[Data to use Boundary: Start]

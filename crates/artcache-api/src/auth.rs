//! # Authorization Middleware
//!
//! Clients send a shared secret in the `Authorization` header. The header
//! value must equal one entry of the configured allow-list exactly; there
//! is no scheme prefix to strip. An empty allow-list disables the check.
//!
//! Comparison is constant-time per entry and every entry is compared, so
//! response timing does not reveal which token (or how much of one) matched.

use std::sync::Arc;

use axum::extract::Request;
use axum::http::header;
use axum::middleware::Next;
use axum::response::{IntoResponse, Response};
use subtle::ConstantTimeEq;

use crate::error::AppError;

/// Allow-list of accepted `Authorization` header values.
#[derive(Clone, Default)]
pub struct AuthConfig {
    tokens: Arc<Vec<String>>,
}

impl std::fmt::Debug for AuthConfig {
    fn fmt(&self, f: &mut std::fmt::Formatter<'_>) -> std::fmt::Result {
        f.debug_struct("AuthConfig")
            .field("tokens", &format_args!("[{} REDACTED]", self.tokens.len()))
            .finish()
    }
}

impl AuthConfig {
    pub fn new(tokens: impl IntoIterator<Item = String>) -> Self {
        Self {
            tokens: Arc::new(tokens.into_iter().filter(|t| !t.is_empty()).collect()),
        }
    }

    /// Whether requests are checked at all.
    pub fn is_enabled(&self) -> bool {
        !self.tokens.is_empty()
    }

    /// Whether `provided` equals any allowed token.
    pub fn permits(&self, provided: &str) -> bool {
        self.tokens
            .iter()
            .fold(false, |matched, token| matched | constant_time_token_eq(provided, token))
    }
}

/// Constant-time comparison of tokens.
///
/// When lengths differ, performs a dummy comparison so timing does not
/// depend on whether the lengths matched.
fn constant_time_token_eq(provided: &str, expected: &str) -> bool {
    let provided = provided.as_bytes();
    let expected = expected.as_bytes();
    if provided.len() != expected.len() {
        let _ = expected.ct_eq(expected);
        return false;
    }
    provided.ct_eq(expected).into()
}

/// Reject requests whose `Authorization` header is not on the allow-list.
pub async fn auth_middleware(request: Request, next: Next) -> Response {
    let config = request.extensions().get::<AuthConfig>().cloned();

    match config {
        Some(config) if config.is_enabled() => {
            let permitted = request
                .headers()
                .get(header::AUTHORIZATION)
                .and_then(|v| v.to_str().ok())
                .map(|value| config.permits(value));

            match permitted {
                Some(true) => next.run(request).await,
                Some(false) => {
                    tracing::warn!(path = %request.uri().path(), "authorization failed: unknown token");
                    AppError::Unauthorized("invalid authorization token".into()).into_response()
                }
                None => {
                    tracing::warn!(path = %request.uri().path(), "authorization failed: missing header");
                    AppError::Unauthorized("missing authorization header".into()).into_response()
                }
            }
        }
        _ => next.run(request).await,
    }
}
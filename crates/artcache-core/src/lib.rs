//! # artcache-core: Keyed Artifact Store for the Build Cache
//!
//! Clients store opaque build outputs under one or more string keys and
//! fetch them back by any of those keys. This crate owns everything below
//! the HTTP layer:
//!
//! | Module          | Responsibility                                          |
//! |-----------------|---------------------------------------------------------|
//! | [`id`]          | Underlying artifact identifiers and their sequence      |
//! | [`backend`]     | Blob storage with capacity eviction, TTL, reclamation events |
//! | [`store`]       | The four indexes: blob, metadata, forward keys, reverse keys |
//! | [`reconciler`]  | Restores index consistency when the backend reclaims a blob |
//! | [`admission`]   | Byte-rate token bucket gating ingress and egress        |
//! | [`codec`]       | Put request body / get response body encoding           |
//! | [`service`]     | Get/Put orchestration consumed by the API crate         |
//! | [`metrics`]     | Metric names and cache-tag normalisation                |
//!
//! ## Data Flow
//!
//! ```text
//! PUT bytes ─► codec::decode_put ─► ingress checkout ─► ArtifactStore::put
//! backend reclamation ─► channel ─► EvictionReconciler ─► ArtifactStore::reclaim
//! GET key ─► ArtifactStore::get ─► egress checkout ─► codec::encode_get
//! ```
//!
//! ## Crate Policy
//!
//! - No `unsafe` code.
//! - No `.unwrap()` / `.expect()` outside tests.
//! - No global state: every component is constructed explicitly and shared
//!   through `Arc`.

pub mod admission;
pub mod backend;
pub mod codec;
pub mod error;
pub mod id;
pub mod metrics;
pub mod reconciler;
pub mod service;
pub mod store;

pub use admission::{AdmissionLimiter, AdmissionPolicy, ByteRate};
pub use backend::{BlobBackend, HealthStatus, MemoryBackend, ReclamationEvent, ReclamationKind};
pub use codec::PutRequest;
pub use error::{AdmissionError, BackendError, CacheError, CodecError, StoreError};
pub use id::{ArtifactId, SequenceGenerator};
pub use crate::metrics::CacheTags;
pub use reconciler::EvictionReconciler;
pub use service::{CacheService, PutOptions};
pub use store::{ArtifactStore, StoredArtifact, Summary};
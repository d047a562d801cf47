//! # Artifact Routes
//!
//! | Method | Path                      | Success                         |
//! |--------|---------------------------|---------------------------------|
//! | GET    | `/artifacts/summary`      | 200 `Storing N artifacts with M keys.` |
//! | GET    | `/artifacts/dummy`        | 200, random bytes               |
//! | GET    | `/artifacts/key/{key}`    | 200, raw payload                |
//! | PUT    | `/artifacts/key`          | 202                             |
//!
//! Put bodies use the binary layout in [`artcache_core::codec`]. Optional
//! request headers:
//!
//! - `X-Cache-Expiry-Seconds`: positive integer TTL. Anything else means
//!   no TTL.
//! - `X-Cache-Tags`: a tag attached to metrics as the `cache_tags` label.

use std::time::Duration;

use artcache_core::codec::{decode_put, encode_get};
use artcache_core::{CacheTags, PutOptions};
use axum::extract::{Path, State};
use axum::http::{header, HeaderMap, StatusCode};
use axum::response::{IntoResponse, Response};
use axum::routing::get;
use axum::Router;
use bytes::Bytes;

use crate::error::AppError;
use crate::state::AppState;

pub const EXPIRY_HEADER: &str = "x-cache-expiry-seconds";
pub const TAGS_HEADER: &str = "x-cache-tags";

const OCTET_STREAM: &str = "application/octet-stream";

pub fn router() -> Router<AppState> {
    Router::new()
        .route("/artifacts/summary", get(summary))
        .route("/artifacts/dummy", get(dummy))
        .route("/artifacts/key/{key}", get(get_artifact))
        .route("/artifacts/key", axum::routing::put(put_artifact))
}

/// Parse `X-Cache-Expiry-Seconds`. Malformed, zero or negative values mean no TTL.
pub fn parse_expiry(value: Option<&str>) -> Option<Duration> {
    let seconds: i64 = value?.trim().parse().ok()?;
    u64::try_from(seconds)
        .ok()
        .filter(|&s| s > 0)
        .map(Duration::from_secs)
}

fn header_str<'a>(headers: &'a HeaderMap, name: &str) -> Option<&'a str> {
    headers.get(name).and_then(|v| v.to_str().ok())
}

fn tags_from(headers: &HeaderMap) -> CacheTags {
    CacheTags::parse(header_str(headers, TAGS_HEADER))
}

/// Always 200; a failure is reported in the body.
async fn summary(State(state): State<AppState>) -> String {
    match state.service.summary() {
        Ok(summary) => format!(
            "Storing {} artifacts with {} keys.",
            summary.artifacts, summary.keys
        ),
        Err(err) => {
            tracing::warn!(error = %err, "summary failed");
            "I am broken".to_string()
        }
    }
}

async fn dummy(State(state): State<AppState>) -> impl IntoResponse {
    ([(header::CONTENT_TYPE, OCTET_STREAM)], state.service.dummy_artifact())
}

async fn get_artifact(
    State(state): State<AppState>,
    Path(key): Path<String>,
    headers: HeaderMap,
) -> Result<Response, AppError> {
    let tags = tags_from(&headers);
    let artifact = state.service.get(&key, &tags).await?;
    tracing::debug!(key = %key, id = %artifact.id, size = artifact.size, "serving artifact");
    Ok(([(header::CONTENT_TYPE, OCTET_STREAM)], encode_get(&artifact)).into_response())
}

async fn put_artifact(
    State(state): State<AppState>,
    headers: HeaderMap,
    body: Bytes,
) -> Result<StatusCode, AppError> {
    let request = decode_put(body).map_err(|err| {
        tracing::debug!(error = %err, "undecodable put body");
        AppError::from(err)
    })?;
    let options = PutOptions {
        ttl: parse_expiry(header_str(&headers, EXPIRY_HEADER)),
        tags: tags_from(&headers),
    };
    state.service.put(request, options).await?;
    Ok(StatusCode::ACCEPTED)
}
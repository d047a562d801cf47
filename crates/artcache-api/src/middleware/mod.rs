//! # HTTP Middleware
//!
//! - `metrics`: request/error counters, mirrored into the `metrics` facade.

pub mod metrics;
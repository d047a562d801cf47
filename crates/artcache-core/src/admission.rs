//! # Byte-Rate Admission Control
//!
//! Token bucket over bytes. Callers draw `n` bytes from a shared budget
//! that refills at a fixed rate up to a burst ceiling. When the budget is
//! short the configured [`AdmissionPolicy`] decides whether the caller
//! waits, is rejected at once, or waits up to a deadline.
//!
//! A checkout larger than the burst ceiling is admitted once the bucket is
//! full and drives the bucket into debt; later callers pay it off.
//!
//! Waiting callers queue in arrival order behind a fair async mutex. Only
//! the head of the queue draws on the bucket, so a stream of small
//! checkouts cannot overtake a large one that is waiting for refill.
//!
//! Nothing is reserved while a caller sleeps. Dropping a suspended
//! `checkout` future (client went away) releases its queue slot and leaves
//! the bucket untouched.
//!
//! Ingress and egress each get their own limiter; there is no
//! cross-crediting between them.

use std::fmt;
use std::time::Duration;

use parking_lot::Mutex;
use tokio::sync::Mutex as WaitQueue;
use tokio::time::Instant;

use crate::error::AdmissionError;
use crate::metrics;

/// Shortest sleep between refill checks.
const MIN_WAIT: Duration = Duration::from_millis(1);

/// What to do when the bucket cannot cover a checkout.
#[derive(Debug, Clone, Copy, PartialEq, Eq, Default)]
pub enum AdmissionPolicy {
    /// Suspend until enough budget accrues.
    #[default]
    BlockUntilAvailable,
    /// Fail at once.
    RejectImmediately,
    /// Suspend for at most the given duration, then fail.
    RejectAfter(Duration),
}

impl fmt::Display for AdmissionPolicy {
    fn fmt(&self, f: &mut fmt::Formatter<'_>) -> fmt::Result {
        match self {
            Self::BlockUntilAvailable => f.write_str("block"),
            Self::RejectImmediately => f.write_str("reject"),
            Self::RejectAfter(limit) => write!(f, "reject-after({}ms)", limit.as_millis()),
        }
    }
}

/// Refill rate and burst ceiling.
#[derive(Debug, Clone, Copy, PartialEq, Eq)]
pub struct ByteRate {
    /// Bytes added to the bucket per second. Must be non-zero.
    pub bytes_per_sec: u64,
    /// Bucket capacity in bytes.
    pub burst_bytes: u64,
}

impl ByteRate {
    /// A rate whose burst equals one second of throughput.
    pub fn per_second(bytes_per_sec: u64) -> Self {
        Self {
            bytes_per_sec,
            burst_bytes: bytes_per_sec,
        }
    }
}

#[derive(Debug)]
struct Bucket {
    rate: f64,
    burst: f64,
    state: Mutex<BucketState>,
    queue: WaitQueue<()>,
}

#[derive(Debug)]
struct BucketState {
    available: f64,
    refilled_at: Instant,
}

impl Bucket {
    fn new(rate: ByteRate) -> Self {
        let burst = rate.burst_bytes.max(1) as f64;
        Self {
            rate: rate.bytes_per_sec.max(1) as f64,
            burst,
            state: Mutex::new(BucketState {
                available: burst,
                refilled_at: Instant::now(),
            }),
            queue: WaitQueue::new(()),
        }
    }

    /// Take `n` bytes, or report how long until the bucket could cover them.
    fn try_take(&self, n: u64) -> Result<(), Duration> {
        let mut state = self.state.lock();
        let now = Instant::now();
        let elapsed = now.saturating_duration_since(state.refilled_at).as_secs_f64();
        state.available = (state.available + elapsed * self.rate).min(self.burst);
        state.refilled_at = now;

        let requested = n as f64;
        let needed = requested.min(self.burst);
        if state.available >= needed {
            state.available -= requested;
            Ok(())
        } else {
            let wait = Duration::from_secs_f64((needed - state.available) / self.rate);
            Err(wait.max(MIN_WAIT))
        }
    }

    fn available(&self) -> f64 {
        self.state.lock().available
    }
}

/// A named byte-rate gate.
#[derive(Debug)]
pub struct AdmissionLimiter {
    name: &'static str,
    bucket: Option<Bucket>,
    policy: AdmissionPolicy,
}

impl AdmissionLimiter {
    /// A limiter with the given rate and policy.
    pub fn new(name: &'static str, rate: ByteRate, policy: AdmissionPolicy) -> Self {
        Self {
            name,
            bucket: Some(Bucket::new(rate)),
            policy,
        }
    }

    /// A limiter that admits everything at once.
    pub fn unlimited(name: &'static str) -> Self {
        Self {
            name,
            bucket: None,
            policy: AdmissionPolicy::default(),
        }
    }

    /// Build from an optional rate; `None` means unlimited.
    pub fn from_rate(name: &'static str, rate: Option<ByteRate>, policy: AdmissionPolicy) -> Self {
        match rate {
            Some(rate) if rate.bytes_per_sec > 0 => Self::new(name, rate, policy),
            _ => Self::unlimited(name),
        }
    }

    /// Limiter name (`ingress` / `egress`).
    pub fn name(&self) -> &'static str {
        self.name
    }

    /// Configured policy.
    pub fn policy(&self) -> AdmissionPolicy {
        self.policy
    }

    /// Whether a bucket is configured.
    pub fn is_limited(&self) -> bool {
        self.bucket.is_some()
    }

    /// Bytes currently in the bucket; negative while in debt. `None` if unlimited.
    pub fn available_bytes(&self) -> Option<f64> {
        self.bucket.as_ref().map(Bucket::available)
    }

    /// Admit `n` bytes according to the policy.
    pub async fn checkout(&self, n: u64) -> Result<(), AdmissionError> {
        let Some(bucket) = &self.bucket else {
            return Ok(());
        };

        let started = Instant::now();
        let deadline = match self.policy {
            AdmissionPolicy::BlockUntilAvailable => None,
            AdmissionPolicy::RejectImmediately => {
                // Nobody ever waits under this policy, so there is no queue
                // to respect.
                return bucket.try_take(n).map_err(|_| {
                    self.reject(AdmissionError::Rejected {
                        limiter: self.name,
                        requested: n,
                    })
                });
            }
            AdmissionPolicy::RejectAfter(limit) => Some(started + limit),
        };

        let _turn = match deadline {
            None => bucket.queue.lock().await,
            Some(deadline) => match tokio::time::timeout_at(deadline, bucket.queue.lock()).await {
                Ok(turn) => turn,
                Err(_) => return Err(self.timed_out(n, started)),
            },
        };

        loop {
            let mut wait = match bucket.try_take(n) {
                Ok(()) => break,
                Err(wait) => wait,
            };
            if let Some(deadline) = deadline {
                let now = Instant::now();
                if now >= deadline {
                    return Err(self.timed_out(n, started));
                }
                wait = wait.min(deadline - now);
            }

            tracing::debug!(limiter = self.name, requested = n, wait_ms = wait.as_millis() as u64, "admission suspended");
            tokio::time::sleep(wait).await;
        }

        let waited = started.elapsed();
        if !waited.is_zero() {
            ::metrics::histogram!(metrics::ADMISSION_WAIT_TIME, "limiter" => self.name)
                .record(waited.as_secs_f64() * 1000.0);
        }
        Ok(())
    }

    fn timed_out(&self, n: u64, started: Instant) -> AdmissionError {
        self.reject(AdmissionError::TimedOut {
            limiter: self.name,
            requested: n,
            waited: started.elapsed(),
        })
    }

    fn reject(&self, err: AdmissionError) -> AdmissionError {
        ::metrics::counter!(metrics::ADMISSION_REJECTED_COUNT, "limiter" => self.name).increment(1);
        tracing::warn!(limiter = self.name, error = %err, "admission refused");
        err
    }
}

[Data to use Boundary: End]

Where the data above reaches the line holding "pub struct AdmissionLimiter", begin printing, and stop after the line holding "rate and policy.". Each line must be reproduced exactly, with nothing else added.

pub struct AdmissionLimiter {
    name: &'static str,
    bucket: Option<Bucket>,
    policy: AdmissionPolicy,
}

impl AdmissionLimiter {
    /// A limiter with the given rate and policy.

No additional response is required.